**TASK TO COMPLETE**
Give back an exact copy of the lines below, from the first through the line with "const CONFIG_URI: &str"; please stop there.
++++++++
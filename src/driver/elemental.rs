//! Collector for Elemental Live / SVP4000 encoders.
//!
//! These boxes have no SNMP agent at all; identity and network layout come
//! from two XML settings endpoints and the raw "config" is the live-event
//! list. The same firmware runs both brandings, told apart by the version
//! string.

use crate::classify::ProbeConfig;
use crate::driver::Driver;
use crate::net::xml;
use crate::types::{DeviceRecord, DeviceTypeId, Row, Scalar};
use async_trait::async_trait;

const CONFIG_URI: &str = "/api/live_events.xml";
const VERSION_URI: &str = "/api/settings/version.xml";
const NETWORK_URI: &str = "/api/settings/network.xml";

const INFO_FIELDS: &[&str] = &["productname", "swversion", "unitname"];

pub struct ElementalDriver {
    probes: ProbeConfig,
    record: DeviceRecord,
}

impl ElementalDriver {
    pub fn new(address: &str, probes: &ProbeConfig) -> Self {
        Self {
            probes: probes.clone(),
            record: DeviceRecord::with_fields(address, INFO_FIELDS),
        }
    }
}

#[async_trait]
impl Driver for ElementalDriver {
    fn device_type(&self) -> DeviceTypeId {
        DeviceTypeId::Elemental
    }

    async fn populate(&mut self) {
        let address = self.record.address().to_string();
        let http = self.probes.http_fetcher();
        let port = self.probes.http_port;

        // the live event list doubles as the config blob
        self.record.raw_config = http
            .get(&address, port, CONFIG_URI)
            .await
            .filter(|body| !body.is_empty())
            .map(String::into_bytes);

        if let Some(version) = http.get(&address, port, VERSION_URI).await {
            for (field, tag) in [
                ("productname", "product"),
                ("swversion", "version"),
                ("unitname", "hostname"),
            ] {
                if let Some(value) = xml::tag_text(&version, tag) {
                    self.record.set_info(field, Scalar::from(value));
                }
            }
            // same firmware, two brandings; Ericsson builds carry an
            // "er" marker in the version string
            let branded = self
                .record
                .info
                .get("swversion")
                .and_then(Scalar::as_str)
                .is_some_and(|v| v.contains("er"));
            let product = if branded { "SVP4000" } else { "Elemental Live" };
            self.record.set_info("productname", Scalar::from(product));
        }

        if let Some(network) = http.get(&address, port, NETWORK_URI).await {
            for (position, entry) in xml::sections(&network, "eth_config").iter().enumerate() {
                let mut row = Row::new();
                for (field, tag) in [
                    ("ifidx", "id"),
                    ("name", "eth_dev"),
                    ("ipaddress", "ipv4_addr"),
                    ("management", "management"),
                ] {
                    if let Some(value) = xml::tag_text(entry, tag) {
                        row.insert(field.to_string(), Scalar::from(value));
                    }
                }
                let key = row
                    .get("name")
                    .and_then(Scalar::as_str)
                    .map(str::to_string)
                    .unwrap_or_else(|| position.to_string());
                self.record.interfaces.insert(key, row);
            }
        }
    }

    fn record(&self) -> &DeviceRecord {
        &self.record
    }

    fn into_record(self: Box<Self>) -> DeviceRecord {
        self.record
    }
}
++++++++
**SOLVED PROBLEM**
filename src/driver/elemental.rs
//! Collector for Elemental Live / SVP4000 encoders.
//!
//! These boxes have no SNMP agent at all; identity and network layout come
//! from two XML settings endpoints and the raw "config" is the live-event
//! list. The same firmware runs both brandings, told apart by the version
//! string.

use crate::classify::ProbeConfig;
use crate::driver::Driver;
use crate::net::xml;
use crate::types::{DeviceRecord, DeviceTypeId, Row, Scalar};
use async_trait::async_trait;

const CONFIG_URI: &str = "/api/live_events.xml";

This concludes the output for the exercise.